Problem to solve →
Could you write out the listing below again, exactly?

Task material →
use super::model::StoredSummary;
use crate::model::Summary;
use anyhow::{anyhow, Context, Result};
use chrono::Utc;
use sqlx::sqlite::{
    SqliteConnectOptions, SqliteJournalMode, SqlitePool, SqlitePoolOptions, SqliteSynchronous,
};
use std::str::FromStr;
use tracing::instrument;

pub type Pool = SqlitePool;

pub async fn init_pool(database_url: &str) -> Result<Pool> {
    let normalized = prepare_sqlite_url(database_url);
    // Applied to every connection the pool opens.
    let options = SqliteConnectOptions::from_str(&normalized)
        .with_context(|| format!("invalid database url: {}", normalized))?
        .create_if_missing(true)
        .journal_mode(SqliteJournalMode::Wal)
        .synchronous(SqliteSynchronous::Full);
    let pool = SqlitePoolOptions::new()
        .connect_with(options)
        .await
        .context("failed to open summary database")?;
    Ok(pool)
}

/// If using a file-backed SQLite URL, expand a leading `~/` and ensure the parent
/// directory exists. Leaves in-memory and non-sqlite URLs untouched.
fn prepare_sqlite_url(url: &str) -> String {
    let Some(rest) = url.strip_prefix("sqlite:") else {
        return url.to_string();
    };
    if rest.starts_with(":memory") {
        return url.to_string();
    }

    let path_with_query = rest.strip_prefix("//").unwrap_or(rest);
    let (path_part, query_part) = match path_with_query.split_once('?') {
        Some((p, q)) => (p, Some(q)),
        None => (path_with_query, None),
    };
    if path_part.is_empty() {
        return url.to_string();
    }

    let expanded_path = match (path_part.strip_prefix("~/"), std::env::var("HOME")) {
        (Some(rest), Ok(home)) => format!("{}/{}", home.trim_end_matches('/'), rest),
        _ => path_part.to_string(),
    };

    if let Some(parent) = std::path::Path::new(&expanded_path).parent() {
        if !parent.as_os_str().is_empty() {
            let _ = std::fs::create_dir_all(parent);
        }
    }

    let mut rebuilt = format!("sqlite://{}", expanded_path);
    if let Some(q) = query_part {
        rebuilt.push('?');
        rebuilt.push_str(q);
    }
    rebuilt
}

pub async fn run_migrations(pool: &Pool) -> Result<()> {
    sqlx::migrate!("./migrations").run(pool).await?;
    Ok(())
}

#[instrument(skip(pool))]
pub async fn find_summary_by_podcast_id(pool: &Pool, podcast_id: &str) -> Result<Option<Summary>> {
    let summary = sqlx::query_as::<_, Summary>(
        "SELECT id, podcast_id, summary, created_at FROM summaries WHERE podcast_id = ?",
    )
    .bind(podcast_id)
    .fetch_optional(pool)
    .await
    .context("failed to query summaries")?;
    Ok(summary)
}

/// Insert a summary unless one already exists for `podcast_id`, then return
/// the stored row. An existing row is never overwritten.
#[instrument(skip(pool, text))]
pub async fn create_summary(pool: &Pool, podcast_id: &str, text: &str) -> Result<StoredSummary> {
    let id = uuid::Uuid::new_v4().to_string();
    let inserted = sqlx::query(
        "INSERT INTO summaries (id, podcast_id, summary, created_at) VALUES (?, ?, ?, ?) \
         ON CONFLICT(podcast_id) DO NOTHING",
    )
    .bind(&id)
    .bind(podcast_id)
    .bind(text)
    .bind(Utc::now())
    .execute(pool)
    .await
    .context("failed to insert summary")?
    .rows_affected()
        == 1;

    let stored = find_summary_by_podcast_id(pool, podcast_id)
        .await?
        .ok_or_else(|| anyhow!("summary for {} missing after insert", podcast_id))?;

    if inserted {
        Ok(StoredSummary::Inserted(stored))
    } else {
        Ok(StoredSummary::Existing(stored))
    }
}

pub async fn count_summaries(pool: &Pool) -> Result<i64> {
    let cnt: i64 = sqlx::query_scalar("SELECT COUNT(*) FROM summaries")
        .fetch_one(pool)
        .await?;
    Ok(cnt)
}

#[cfg(test)]
mod tests {
    use super::*;

    async fn setup_pool() -> Pool {
        let pool = SqlitePoolOptions::new()
            .max_connections(1)
            .connect("sqlite::memory:")
            .await
            .unwrap();
        sqlx::migrate!("./migrations").run(&pool).await.unwrap();
        pool
    }

    #[tokio::test]
    async fn find_missing_returns_none() {
        let pool = setup_pool().await;
        assert!(find_summary_by_podcast_id(&pool, "nope")
            .await
            .unwrap()
            .is_none());
    }

    #[tokio::test]
    async fn create_then_find() {
        let pool = setup_pool().await;
        let created = match create_summary(&pool, "ep-1", "first line\nsecond line")
            .await
            .unwrap()
        {
            StoredSummary::Inserted(summary) => summary,
            other => panic!("expected a fresh insert, got {:?}", other),
        };
        assert_eq!(created.podcast_id, "ep-1");

        let found = find_summary_by_podcast_id(&pool, "ep-1")
            .await
            .unwrap()
            .unwrap();
        assert_eq!(found.summary, "first line\nsecond line");
        assert_eq!(found, created);
    }

    #[tokio::test]
    async fn second_create_keeps_first_row() {
        let pool = setup_pool().await;
        let first = match create_summary(&pool, "ep-1", "original").await.unwrap() {
            StoredSummary::Inserted(summary) => summary,
            other => panic!("first write should insert, got {:?}", other),
        };
        let second = create_summary(&pool, "ep-1", "replacement").await.unwrap();

        assert_eq!(second, StoredSummary::Existing(first));
        assert_eq!(count_summaries(&pool).await.unwrap(), 1);
        let kept = find_summary_by_podcast_id(&pool, "ep-1")
            .await
            .unwrap()
            .unwrap();
        assert_eq!(kept.summary, "original");
    }

    #[tokio::test]
    async fn lookup_is_exact_match() {
        let pool = setup_pool().await;
        create_summary(&pool, "abc", "text").await.unwrap();
        assert!(find_summary_by_podcast_id(&pool, "ABC")
            .await
            .unwrap()
            .is_none());
        assert!(find_summary_by_podcast_id(&pool, "ab")
            .await
            .unwrap()
            .is_none());
    }

    #[test]
    fn prepare_sqlite_url_passthrough() {
        assert_eq!(prepare_sqlite_url("sqlite::memory:"), "sqlite::memory:");
        assert_eq!(
            prepare_sqlite_url("postgres://localhost/db"),
            "postgres://localhost/db"
        );
    }

    #[test]
    fn prepare_sqlite_url_creates_parent_dir() {
        let td = tempfile::tempdir().unwrap();
        let db_path = td.path().join("nested").join("summaries.db");
        let url = format!("sqlite://{}?mode=rwc", db_path.display());
        let rebuilt = prepare_sqlite_url(&url);
        assert_eq!(rebuilt, url);
        assert!(td.path().join("nested").exists());
    }

    #[tokio::test]
    async fn every_pooled_connection_uses_wal_and_full_sync() {
        let td = tempfile::tempdir().unwrap();
        let url = format!("sqlite://{}", td.path().join("pragmas.db").display());
        let pool = init_pool(&url).await.unwrap();

        let mut first = pool.acquire().await.unwrap();
        let mut second = pool.acquire().await.unwrap();
        for conn in [&mut first, &mut second] {
            let mode: String = sqlx::query_scalar("PRAGMA journal_mode")
                .fetch_one(&mut **conn)
                .await
                .unwrap();
            assert_eq!(mode, "wal");
            let sync: i64 = sqlx::query_scalar("PRAGMA synchronous")
                .fetch_one(&mut **conn)
                .await
                .unwrap();
            assert_eq!(sync, 2);
        }
    }
}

Task result →
use super::model::StoredSummary;
use crate::model::Summary;
use anyhow::{anyhow, Context, Result};
use chrono::Utc;
use sqlx::sqlite::{
    SqliteConnectOptions, SqliteJournalMode, SqlitePool, SqlitePoolOptions, SqliteSynchronous,
};
use std::str::FromStr;
use tracing::instrument;

pub type Pool = SqlitePool;

pub async fn init_pool(database_url: &str) -> Result<Pool> {
    let normalized = prepare_sqlite_url(database_url);
    // Applied to every connection the pool opens.
    let options = SqliteConnectOptions::from_str(&normalized)
        .with_context(|| format!("invalid database url: {}", normalized))?
        .create_if_missing(true)
        .journal_mode(SqliteJournalMode::Wal)
        .synchronous(SqliteSynchronous::Full);
    let pool = SqlitePoolOptions::new()
        .connect_with(options)
        .await
        .context("failed to open summary database")?;
    Ok(pool)
}

/// If using a file-backed SQLite URL, expand a leading `~/` and ensure the parent
/// directory exists. Leaves in-memory and non-sqlite URLs untouched.
fn prepare_sqlite_url(url: &str) -> String {
    let Some(rest) = url.strip_prefix("sqlite:") else {
        return url.to_string();
    };
    if rest.starts_with(":memory") {
        return url.to_string();
    }

    let path_with_query = rest.strip_prefix("//").unwrap_or(rest);
    let (path_part, query_part) = match path_with_query.split_once('?') {
        Some((p, q)) => (p, Some(q)),
        None => (path_with_query, None),
    };
    if path_part.is_empty() {
        return url.to_string();
    }

    let expanded_path = match (path_part.strip_prefix("~/"), std::env::var("HOME")) {
        (Some(rest), Ok(home)) => format!("{}/{}", home.trim_end_matches('/'), rest),
        _ => path_part.to_string(),
    };

    if let Some(parent) = std::path::Path::new(&expanded_path).parent() {
        if !parent.as_os_str().is_empty() {
            let _ = std::fs::create_dir_all(parent);
        }
    }

    let mut rebuilt = format!("sqlite://{}", expanded_path);
    if let Some(q) = query_part {
        rebuilt.push('?');
        rebuilt.push_str(q);
    }
    rebuilt
}

pub async fn run_migrations(pool: &Pool) -> Result<()> {
    sqlx::migrate!("./migrations").run(pool).await?;
    Ok(())
}

#[instrument(skip(pool))]
pub async fn find_summary_by_podcast_id(pool: &Pool, podcast_id: &str) -> Result<Option<Summary>> {
    let summary = sqlx::query_as::<_, Summary>(
        "SELECT id, podcast_id, summary, created_at FROM summaries WHERE podcast_id = ?",
    )
    .bind(podcast_id)
    .fetch_optional(pool)
    .await
    .context("failed to query summaries")?;
    Ok(summary)
}

/// Insert a summary unless one already exists for `podcast_id`, then return
/// the stored row. An existing row is never overwritten.
#[instrument(skip(pool, text))]
pub async fn create_summary(pool: &Pool, podcast_id: &str, text: &str) -> Result<StoredSummary> {
    let id = uuid::Uuid::new_v4().to_string();
    let inserted = sqlx::query(
        "INSERT INTO summaries (id, podcast_id, summary, created_at) VALUES (?, ?, ?, ?) \
         ON CONFLICT(podcast_id) DO NOTHING",
    )
    .bind(&id)
    .bind(podcast_id)
    .bind(text)
    .bind(Utc::now())
    .execute(pool)
    .await
    .context("failed to insert summary")?
    .rows_affected()
        == 1;

    let stored = find_summary_by_podcast_id(pool, podcast_id)
        .await?
        .ok_or_else(|| anyhow!("summary for {} missing after insert", podcast_id))?;

    if inserted {
        Ok(StoredSummary::Inserted(stored))
    } else {
        Ok(StoredSummary::Existing(stored))
    }
}

pub async fn count_summaries(pool: &Pool) -> Result<i64> {
    let cnt: i64 = sqlx::query_scalar("SELECT COUNT(*) FROM summaries")
        .fetch_one(pool)
        .await?;
    Ok(cnt)
}

#[cfg(test)]
mod tests {
    use super::*;

    async fn setup_pool() -> Pool {
        let pool = SqlitePoolOptions::new()
            .max_connections(1)
            .connect("sqlite::memory:")
            .await
            .unwrap();
        sqlx::migrate!("./migrations").run(&pool).await.unwrap();
        pool
    }

    #[tokio::test]
    async fn find_missing_returns_none() {
        let pool = setup_pool().await;
        assert!(find_summary_by_podcast_id(&pool, "nope")
            .await
            .unwrap()
            .is_none());
    }

    #[tokio::test]
    async fn create_then_find() {
        let pool = setup_pool().await;
        let created = match create_summary(&pool, "ep-1", "first line\nsecond line")
            .await
            .unwrap()
        {
            StoredSummary::Inserted(summary) => summary,
            other => panic!("expected a fresh insert, got {:?}", other),
        };
        assert_eq!(created.podcast_id, "ep-1");

        let found = find_summary_by_podcast_id(&pool, "ep-1")
            .await
            .unwrap()
            .unwrap();
        assert_eq!(found.summary, "first line\nsecond line");
        assert_eq!(found, created);
    }

    #[tokio::test]
    async fn second_create_keeps_first_row() {
        let pool = setup_pool().await;
        let first = match create_summary(&pool, "ep-1", "original").await.unwrap() {
            StoredSummary::Inserted(summary) => summary,
            other => panic!("first write should insert, got {:?}", other),
        };
        let second = create_summary(&pool, "ep-1", "replacement").await.unwrap();

        assert_eq!(second, StoredSummary::Existing(first));
        assert_eq!(count_summaries(&pool).await.unwrap(), 1);
        let kept = find_summary_by_podcast_id(&pool, "ep-1")
            .await
            .unwrap()
            .unwrap();
        assert_eq!(kept.summary, "original");
    }

    #[tokio::test]
    async fn lookup_is_exact_match() {
        let pool = setup_pool().await;
        create_summary(&pool, "abc", "text").await.unwrap();
        assert!(find_summary_by_podcast_id(&pool, "ABC")
            .await
            .unwrap()
            .is_none());
        assert!(find_summary_by_podcast_id(&pool, "ab")
            .await
            .unwrap()
            .is_none());
    }

    #[test]
    fn prepare_sqlite_url_passthrough() {
        assert_eq!(prepare_sqlite_url("sqlite::memory:"), "sqlite::memory:");
        assert_eq!(
            prepare_sqlite_url("postgres://localhost/db"),
            "postgres://localhost/db"
        );
    }

    #[test]
    fn prepare_sqlite_url_creates_parent_dir() {
        let td = tempfile::tempdir().unwrap();
        let db_path = td.path().join("nested").join("summaries.db");
        let url = format!("sqlite://{}?mode=rwc", db_path.display());
        let rebuilt = prepare_sqlite_url(&url);
        assert_eq!(rebuilt, url);
        assert!(td.path().join("nested").exists());
    }

    #[tokio::test]
    async fn every_pooled_connection_uses_wal_and_full_sync() {
        let td = tempfile::tempdir().unwrap();
        let url = format!("sqlite://{}", td.path().join("pragmas.db").display());
        let pool = init_pool(&url).await.unwrap();

        let mut first = pool.acquire().await.unwrap();
        let mut second = pool.acquire().await.unwrap();
        for conn in [&mut first, &mut second] {
            let mode: String = sqlx::query_scalar("PRAGMA journal_mode")
                .fetch_one(&mut **conn)
                .await
                .unwrap();
            assert_eq!(mode, "wal");
            let sync: i64 = sqlx::query_scalar("PRAGMA synchronous")
                .fetch_one(&mut **conn)
                .await
                .unwrap();
            assert_eq!(sync, 2);
        }
    }
}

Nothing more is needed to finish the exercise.